***** Supplied records

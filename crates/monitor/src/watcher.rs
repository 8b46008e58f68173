//! 폴링 워처 -- 주기 판정, 사이클 실행, 취소 처리의 전체 흐름 관리
//!
//! [`LogWatcher`]는 단일 협조적 루프로 전체 사이클을 순차 실행합니다.
//! 사이클이 겹치는 일은 구조적으로 불가능합니다 — 잠금이 아니라
//! 루프가 하나뿐이라는 설계로 보장됩니다.
//!
//! # 사이클 흐름
//! ```text
//! fetch -> parse -> filter_unseen -> trigger scan -> restart gate -> absorb -> trim
//! ```
//!
//! # 주기와 취소
//! 사이클은 시작 시각 기준으로 주기를 측정합니다. 루프는 주기 전체를
//! 자는 대신 짧은 슬라이스 단위로 자면서 취소를 확인하므로, 취소 지연은
//! 슬라이스에 의해 제한됩니다.
//!
//! # 실패 처리
//! fetch 실패(transport)는 상태 변경 없이 사이클을 끝내고 다음 주기를
//! 기다립니다. 그 밖의 사이클 실패는 기록 후 쿨다운을 거쳐 재개합니다.

use std::sync::Arc;

use metrics::{counter, gauge};
use tokio::sync::mpsc;
use tokio::time::Instant;
use tokio_util::sync::CancellationToken;
use tracing::{debug, error, info, warn};

use logvigil_core::event::RestartEvent;
use logvigil_core::metrics as m;

use crate::config::WatcherConfig;
use crate::dedup::SeenLines;
use crate::error::MonitorError;
use crate::gateway::EnvironmentClient;
use crate::parser;
use crate::remediation::RestartGate;
use crate::trigger::TriggerMatcher;

/// 빌더가 내부 이벤트 채널을 만들 때 사용하는 기본 용량
const DEFAULT_EVENT_CHANNEL_CAPACITY: usize = 64;

/// 한 사이클의 처리 결과 요약
#[derive(Debug, Clone, Default, PartialEq, Eq)]
pub struct CycleSummary {
    /// 파싱된 라인 수
    pub fetched: usize,
    /// 처음 관측된 라인 수
    pub unseen: usize,
    /// 트리거에 매칭된 미관측 라인 수
    pub trigger_hits: usize,
    /// 이번 사이클에 재기동을 시도했는지 여부
    pub restart_attempted: bool,
    /// 용량 트림으로 제거된 fingerprint 수
    pub evicted: usize,
}

/// 로그 워처
///
/// 모든 가변 상태(중복 제거 집합, 마지막 체크 시각)를 단독으로
/// 소유합니다. `run`으로 루프를 시작하면 소유권이 루프로 넘어갑니다.
pub struct LogWatcher<C: EnvironmentClient> {
    /// 워처 설정
    config: WatcherConfig,
    /// 원격 클라이언트 (공유)
    client: Arc<C>,
    /// 관측한 라인의 fingerprint 집합
    seen: SeenLines,
    /// 트리거 매처
    matcher: TriggerMatcher,
    /// 재기동 게이트
    gate: RestartGate<C>,
    /// 마지막 사이클 시작 시각
    last_check: Option<Instant>,
    /// 완료된 사이클 수 (실패 포함 안 함)
    cycles_completed: u64,
    /// transport 실패로 끝난 사이클 수
    transport_errors: u64,
}

impl<C: EnvironmentClient> LogWatcher<C> {
    /// 새 사이클이 필요한 시점인지 확인합니다.
    ///
    /// 이전 체크가 없으면 즉시 필요로 판정합니다.
    pub fn needs_check(&self) -> bool {
        match self.last_check {
            Some(last) => last.elapsed() >= self.config.check_interval(),
            None => true,
        }
    }

    /// 한 사이클을 실행합니다.
    ///
    /// 사이클 시작 시각은 결과와 무관하게 기록됩니다 — 주기는
    /// 완료가 아니라 시작 시각 사이의 간격을 측정합니다.
    /// fetch가 실패하면 중복 제거 상태는 변경되지 않고, 같은 라인들이
    /// 다음 사이클에서 다시 고려됩니다.
    pub async fn run_cycle(&mut self) -> Result<CycleSummary, MonitorError> {
        self.last_check = Some(Instant::now());
        let trace_id = uuid::Uuid::new_v4().to_string();

        let fetched = self
            .client
            .fetch_logs(
                &self.config.environment_id,
                &self.config.log_file_name,
                self.config.tail_lines,
            )
            .await;
        let blob = match fetched {
            Ok(blob) => blob,
            Err(e) => {
                self.transport_errors += 1;
                counter!(m::MONITOR_TRANSPORT_ERRORS_TOTAL).increment(1);
                return Err(e.into());
            }
        };

        let lines = parser::parse_blob(&blob);
        let unseen = self.seen.filter_unseen(&lines);
        let hits = self.matcher.scan(&unseen);

        for hit in &hits {
            info!(trace_id = %trace_id, timestamp = %hit.timestamp, message = %hit.message, "trigger line observed");
        }

        let restart_attempted = self
            .gate
            .evaluate(&self.config.environment_id, hits.len(), &trace_id)
            .await;

        // 트리거 결과와 무관하게 이번 사이클의 모든 라인을 흡수
        self.seen.absorb(&lines);
        let evicted = self.seen.enforce_capacity();

        self.cycles_completed += 1;
        counter!(m::MONITOR_CYCLES_TOTAL).increment(1);
        counter!(m::MONITOR_LINES_FETCHED_TOTAL).increment(lines.len() as u64);
        counter!(m::MONITOR_LINES_UNSEEN_TOTAL).increment(unseen.len() as u64);
        counter!(m::MONITOR_TRIGGER_HITS_TOTAL).increment(hits.len() as u64);
        #[allow(clippy::cast_precision_loss)]
        gauge!(m::MONITOR_SEEN_SET_SIZE).set(self.seen.len() as f64);

        let summary = CycleSummary {
            fetched: lines.len(),
            unseen: unseen.len(),
            trigger_hits: hits.len(),
            restart_attempted,
            evicted,
        };
        debug!(
            trace_id = %trace_id,
            fetched = summary.fetched,
            unseen = summary.unseen,
            trigger_hits = summary.trigger_hits,
            restart_attempted = summary.restart_attempted,
            "check cycle completed"
        );
        Ok(summary)
    }

    /// 워처 루프를 시작합니다.
    ///
    /// 취소될 때까지 실행됩니다. `tokio::spawn`으로 별도 태스크에서
    /// 호출하세요. 진행 중인 사이클은 취소로 중단되지 않고 스스로
    /// 끝나며, 이후 새 사이클이 시작되지 않습니다.
    pub async fn run(mut self, cancel: CancellationToken) {
        info!(
            environment_id = %self.config.environment_id,
            log_file = %self.config.log_file_name,
            interval_minutes = self.config.check_interval_minutes,
            trigger = %self.matcher.needle(),
            "log watcher started"
        );

        loop {
            if cancel.is_cancelled() {
                break;
            }

            if self.needs_check() {
                match self.run_cycle().await {
                    Ok(summary) => {
                        if summary.unseen > 0 {
                            info!(
                                unseen = summary.unseen,
                                trigger_hits = summary.trigger_hits,
                                restart_attempted = summary.restart_attempted,
                                "new log lines processed"
                            );
                        }
                    }
                    Err(MonitorError::Transport(e)) => {
                        // 상태는 변경되지 않았고 다음 주기에 같은 라인을 다시 고려함
                        warn!(error = %e, "log fetch failed, cycle skipped");
                    }
                    Err(e) => {
                        error!(error = %e, "check cycle failed unexpectedly, backing off");
                        tokio::select! {
                            _ = tokio::time::sleep(self.config.error_cooldown()) => {}
                            _ = cancel.cancelled() => break,
                        }
                    }
                }
            }

            tokio::select! {
                _ = tokio::time::sleep(self.config.poll_slice()) => {}
                _ = cancel.cancelled() => break,
            }
        }

        info!(
            cycles = self.cycles_completed,
            transport_errors = self.transport_errors,
            restarts = self.gate.restarts_succeeded(),
            "log watcher stopped"
        );
    }

    /// 완료된 사이클 수를 반환합니다.
    pub fn cycles_completed(&self) -> u64 {
        self.cycles_completed
    }

    /// transport 실패로 끝난 사이클 수를 반환합니다.
    pub fn transport_errors(&self) -> u64 {
        self.transport_errors
    }

    /// 현재 중복 제거 집합 크기를 반환합니다.
    pub fn seen_len(&self) -> usize {
        self.seen.len()
    }

    /// 성공한 재기동 요청 수를 반환합니다.
    pub fn restarts_succeeded(&self) -> u64 {
        self.gate.restarts_succeeded()
    }

    /// 실패한 재기동 요청 수를 반환합니다.
    pub fn restarts_failed(&self) -> u64 {
        self.gate.restarts_failed()
    }
}

/// 로그 워처 빌더
///
/// 워처를 구성하고 재기동 감사 이벤트 채널을 생성합니다.
pub struct LogWatcherBuilder<C: EnvironmentClient> {
    config: WatcherConfig,
    client: Option<Arc<C>>,
    event_tx: Option<mpsc::Sender<RestartEvent>>,
    event_channel_capacity: usize,
}

impl<C: EnvironmentClient> LogWatcherBuilder<C> {
    /// 새 빌더를 생성합니다.
    pub fn new() -> Self {
        Self {
            config: WatcherConfig::default(),
            client: None,
            event_tx: None,
            event_channel_capacity: DEFAULT_EVENT_CHANNEL_CAPACITY,
        }
    }

    /// 워처 설정을 지정합니다.
    pub fn config(mut self, config: WatcherConfig) -> Self {
        self.config = config;
        self
    }

    /// 원격 클라이언트를 설정합니다.
    pub fn client(mut self, client: Arc<C>) -> Self {
        self.client = Some(client);
        self
    }

    /// 외부 이벤트 전송 채널을 설정합니다.
    ///
    /// 설정하지 않으면 빌더가 새 채널을 생성합니다.
    pub fn event_sender(mut self, tx: mpsc::Sender<RestartEvent>) -> Self {
        self.event_tx = Some(tx);
        self
    }

    /// 이벤트 채널 용량을 설정합니다 (외부 채널 미사용 시).
    pub fn event_channel_capacity(mut self, capacity: usize) -> Self {
        self.event_channel_capacity = capacity;
        self
    }

    /// 워처를 빌드합니다.
    ///
    /// # Returns
    /// - `LogWatcher`: 워처 인스턴스
    /// - `Option<mpsc::Receiver<RestartEvent>>`: 감사 이벤트 수신 채널
    ///   (외부 event_sender를 설정한 경우 None)
    pub fn build(
        self,
    ) -> Result<(LogWatcher<C>, Option<mpsc::Receiver<RestartEvent>>), MonitorError> {
        self.config.validate()?;

        let client = self.client.ok_or_else(|| MonitorError::Config {
            field: "client".to_owned(),
            reason: "remote client must be provided".to_owned(),
        })?;

        let (event_tx, event_rx) = if let Some(tx) = self.event_tx {
            (tx, None)
        } else {
            let (tx, rx) = mpsc::channel(self.event_channel_capacity);
            (tx, Some(rx))
        };

        let seen = SeenLines::new(self.config.seen_high_watermark, self.config.seen_trim_to);
        let matcher = TriggerMatcher::new(self.config.trigger_string.clone());
        let gate = RestartGate::new(Arc::clone(&client), event_tx);

        let watcher = LogWatcher {
            config: self.config,
            client,
            seen,
            matcher,
            gate,
            last_check: None,
            cycles_completed: 0,
            transport_errors: 0,
        };

        Ok((watcher, event_rx))
    }
}

impl<C: EnvironmentClient> Default for LogWatcherBuilder<C> {
    fn default() -> Self {
        Self::new()
    }
}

**********

Repeat exactly the lines above, starting with the first line of the records and finishing with the line holding "use std::sync::Arc;". Add no other line.

Exercise answer |
filename crates/monitor/src/watcher.rs
repository 8b46008e58f68173
//! 폴링 워처 -- 주기 판정, 사이클 실행, 취소 처리의 전체 흐름 관리
//!
//! [`LogWatcher`]는 단일 협조적 루프로 전체 사이클을 순차 실행합니다.
//! 사이클이 겹치는 일은 구조적으로 불가능합니다 — 잠금이 아니라
//! 루프가 하나뿐이라는 설계로 보장됩니다.
//!
//! # 사이클 흐름
//! ```text
//! fetch -> parse -> filter_unseen -> trigger scan -> restart gate -> absorb -> trim
//! ```
//!
//! # 주기와 취소
//! 사이클은 시작 시각 기준으로 주기를 측정합니다. 루프는 주기 전체를
//! 자는 대신 짧은 슬라이스 단위로 자면서 취소를 확인하므로, 취소 지연은
//! 슬라이스에 의해 제한됩니다.
//!
//! # 실패 처리
//! fetch 실패(transport)는 상태 변경 없이 사이클을 끝내고 다음 주기를
//! 기다립니다. 그 밖의 사이클 실패는 기록 후 쿨다운을 거쳐 재개합니다.

use std::sync::Arc;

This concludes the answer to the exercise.